Firstly, it is important to create a non-judgmental and empathetic environment when conducting motivational interviewing. This approach helps patients feel understood and supported, which can increase their willingness to consider behavioral changes. In scenario 1, the 34-year-old pregnant woman with hypertension may benefit from a supportive and understanding approach that takes into account her beliefs and concerns about taking medication during pregnancy. By showing empathy and genuinely listening to her perspective, the peer can establish a therapeutic alliance and open the door for a conversation about the potential risks to her health and the health of her unborn baby. This patient-centered approach can help her understand the importance of managing her blood pressure and the potential benefits of adhering to her prescribed medication.
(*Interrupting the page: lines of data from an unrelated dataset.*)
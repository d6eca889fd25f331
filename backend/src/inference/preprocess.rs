use image::imageops::FilterType;
use image::{DynamicImage, GrayImage, Rgb, RgbImage};
use ndarray::Array3;

/// Raw upload bytes could not be decoded into an image.
#[derive(Debug, thiserror::Error)]
#[error("not a valid image: {0}")]
pub struct DecodeError(#[from] image::ImageError);

/// Turns uploaded image bytes into the fixed-shape tensor the ensemble
/// consumes: grayscale, circular vignette mask, three replicated channels,
/// bilinear resize, values scaled to [0, 1].
#[derive(Debug, Clone)]
pub struct Preprocessor {
    size: u32,
    mask_radius_ratio: f32,
}

impl Default for Preprocessor {
    fn default() -> Self {
        Self {
            size: 224,
            mask_radius_ratio: 0.8,
        }
    }
}

impl Preprocessor {
    pub fn new(size: u32, mask_radius_ratio: f32) -> Self {
        Self {
            size,
            mask_radius_ratio,
        }
    }

    /// Decodes `bytes` and produces the normalized input tensor together with
    /// the decoded image. The tensor shape is always `(size, size, 3)` with
    /// every value in [0, 1], regardless of the source resolution or aspect
    /// ratio.
    pub fn normalize(&self, bytes: &[u8]) -> Result<(Array3<f32>, DynamicImage), DecodeError> {
        let decoded = image::load_from_memory(bytes)?;
        let gray = decoded.to_luma8();
        let (width, height) = gray.dimensions();

        let vignetted = self.vignette(&gray);

        // Replicate the masked channel so the tensor stays three-channel.
        let mut rgb = RgbImage::new(width, height);
        for (x, y, pixel) in vignetted.enumerate_pixels() {
            let v = pixel.0[0];
            rgb.put_pixel(x, y, Rgb([v, v, v]));
        }

        // Direct resize, no letterboxing; narrow uploads get distorted rather
        // than padded.
        let resized = image::imageops::resize(&rgb, self.size, self.size, FilterType::Triangle);

        let side = self.size as usize;
        let mut tensor = Array3::<f32>::zeros((side, side, 3));
        for (x, y, pixel) in resized.enumerate_pixels() {
            for channel in 0..3 {
                tensor[[y as usize, x as usize, channel]] =
                    f32::from(pixel.0[channel]) / 255.0;
            }
        }

        Ok((tensor, decoded))
    }

    /// Zeroes every pixel strictly outside the centered circle of radius
    /// `floor(mask_radius_ratio * min(width, height) / 2)`.
    fn vignette(&self, gray: &GrayImage) -> GrayImage {
        let (width, height) = gray.dimensions();
        let cx = f64::from(width / 2);
        let cy = f64::from(height / 2);
        let half = u32::min(width, height) / 2;
        let radius = (f64::from(half) * f64::from(self.mask_radius_ratio)).floor();
        let radius_sq = radius * radius;

        let mut masked = GrayImage::new(width, height);
        for (x, y, pixel) in gray.enumerate_pixels() {
            let dx = f64::from(x) - cx;
            let dy = f64::from(y) - cy;
            let value = if dx * dx + dy * dy <= radius_sq {
                pixel.0[0]
            } else {
                0
            };
            masked.put_pixel(x, y, image::Luma([value]));
        }
        masked
    }
}

#[cfg(test)]
mod tests {
    use super::*;
    use image::{GenericImageView, ImageFormat};
    use std::io::Cursor;

    fn png_bytes(image: &RgbImage) -> Vec<u8> {
        let mut bytes = Vec::new();
        image
            .write_to(&mut Cursor::new(&mut bytes), ImageFormat::Png)
            .unwrap();
        bytes
    }

    fn uniform_image(width: u32, height: u32, value: u8) -> RgbImage {
        RgbImage::from_pixel(width, height, Rgb([value, value, value]))
    }

    #[test]
    fn output_shape_and_range_hold_for_any_aspect_ratio() {
        let preprocessor = Preprocessor::default();
        for (w, h) in [(224, 224), (640, 480), (37, 100), (100, 37), (1, 1)] {
            let bytes = png_bytes(&uniform_image(w, h, 180));
            let (tensor, decoded) = preprocessor.normalize(&bytes).unwrap();
            assert_eq!(tensor.dim(), (224, 224, 3));
            assert!(tensor.iter().all(|&v| (0.0..=1.0).contains(&v)));
            assert_eq!(decoded.width(), w);
            assert_eq!(decoded.height(), h);
        }
    }

    #[test]
    fn uniform_gray_keeps_value_inside_mask_and_zero_outside() {
        let value = 200u8;
        let bytes = png_bytes(&uniform_image(300, 300, value));
        let (tensor, _) = Preprocessor::default().normalize(&bytes).unwrap();

        let expected = f32::from(value) / 255.0;
        let center = tensor[[112, 112, 0]];
        assert!(
            (center - expected).abs() < 1e-2,
            "center {center} vs expected {expected}"
        );
        // Corners sit well outside the 0.8 radius circle.
        for &(y, x) in &[(0, 0), (0, 223), (223, 0), (223, 223)] {
            assert_eq!(tensor[[y, x, 0]], 0.0, "corner ({y}, {x}) not masked");
        }
    }

    #[test]
    fn channels_are_replicated_from_grayscale() {
        let bytes = png_bytes(&uniform_image(128, 128, 90));
        let (tensor, _) = Preprocessor::default().normalize(&bytes).unwrap();
        for y in 0..224 {
            for x in 0..224 {
                let r = tensor[[y, x, 0]];
                assert_eq!(r, tensor[[y, x, 1]]);
                assert_eq!(r, tensor[[y, x, 2]]);
            }
        }
    }

    #[test]
    fn non_image_bytes_fail_with_decode_error() {
        let result = Preprocessor::default().normalize(b"definitely not an image");
        assert!(result.is_err());
    }

    #[test]
    fn truncated_image_fails_with_decode_error() {
        let mut bytes = png_bytes(&uniform_image(64, 64, 128));
        bytes.truncate(bytes.len() / 2);
        assert!(Preprocessor::default().normalize(&bytes).is_err());
    }
}
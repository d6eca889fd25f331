use actix_cors::Cors;
use actix_web::{web, App, HttpServer};
use backend::inference::{EnsemblePipeline, PipelineConfig};
use backend::reports::ReportStore;
use backend::routes::configure_routes;
use std::env;

#[actix_web::main]
async fn main() -> std::io::Result<()> {
    env_logger::init_from_env(env_logger::Env::new().default_filter_or("info"));

    if let Ok(current_dir) = env::current_dir() {
        log::info!("Current working directory: {}", current_dir.display());
    } else {
        log::error!("Failed to get the current working directory.");
    }

    dotenv::dotenv().ok();

    let config = match PipelineConfig::load() {
        Ok(config) => config,
        Err(e) => {
            log::warn!("Failed to load pipeline config ({e}), using defaults");
            PipelineConfig::default()
        }
    };

    // All three models must load before the server accepts a single request.
    let pipeline = match EnsemblePipeline::load(&config) {
        Ok(pipeline) => pipeline,
        Err(e) => {
            log::error!("Failed to preload models at startup: {e}");
            return Err(std::io::Error::other(format!("Model loading failed: {e}")));
        }
    };
    let pipeline = web::Data::new(pipeline);

    let reports_csv = env::var("REPORTS_CSV").unwrap_or_else(|_| "reports_log.csv".to_string());
    let store = ReportStore::new(reports_csv);
    if let Err(e) = store.init() {
        log::error!("Failed to initialize report store: {e}");
        return Err(std::io::Error::other(format!(
            "Report store initialization failed: {e}"
        )));
    }

    let static_dir = env::var("STATIC_DIR").unwrap_or_else(|_| "static".to_string());

    let port = env::var("PORT").unwrap_or_else(|_| "8081".to_string());
    let bind_address = format!("0.0.0.0:{}", port);

    log::info!("Starting server on {}", bind_address);

    HttpServer::new(move || {
        App::new()
            .wrap(
                Cors::default()
                    .allow_any_origin()
                    .allowed_methods(vec!["GET", "POST", "OPTIONS"])
                    .allowed_headers(vec![
                        actix_web::http::header::AUTHORIZATION,
                        actix_web::http::header::ACCEPT,
                        actix_web::http::header::CONTENT_TYPE,
                    ])
                    .max_age(3600),
            )
            .app_data(pipeline.clone())
            .app_data(web::Data::new(store.clone()))
            .configure(|cfg| configure_routes(cfg, static_dir.clone()))
    })
    .bind(&bind_address)?
    .run()
    .await
}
Secondly, active listening skills are crucial in motivational interviewing. By actively listening to the patient’s concerns, beliefs, and hesitations, the peer can better understand the patient’s motivations and tailor their approach accordingly. In scenario 2, the 26-year-old pregnant woman who smokes and vapes may have deep-rooted habits and influences that contribute to her behavior. By actively listening and demonstrating genuine interest in understanding her motivations and barriers to change, the peer can help her reflect on her behaviors and identify her own reasons for making a positive change. This approach can also help the peer gain the patient’s trust and build a rapport, which can greatly impact the effectiveness of the intervention.
Furthermore, it is essential to help patients identify discrepancies between their goals and their current behavior. By gently guiding them to recognize the misalignment between their aspirations for a healthy lifestyle and their current choices, the peer can evoke their intrinsic motivation to change. In scenario 1, the peer can explore with the patient how her decision to stop taking her blood pressure medications may be incongruent with her desire for a healthy pregnancy and the well-being of her unborn child. By helping her recognize the potential risks and negative outcomes associated with untreated hypertension during pregnancy, the peer can motivate her to reconsider her decision and commit to taking her prescribed medication.
In summary, through my experience with motivational interviewing, I have learned that creating a non-judgmental and empathetic environment, utilizing active listening skills, and guiding patients to identify discrepancies between their goals and behaviors are valuable strategies. These techniques can help my peer better address the preventive guidelines for the women in the scenarios by fostering trust, promoting reflection, and evoking intrinsic motivation for positive behavioral change.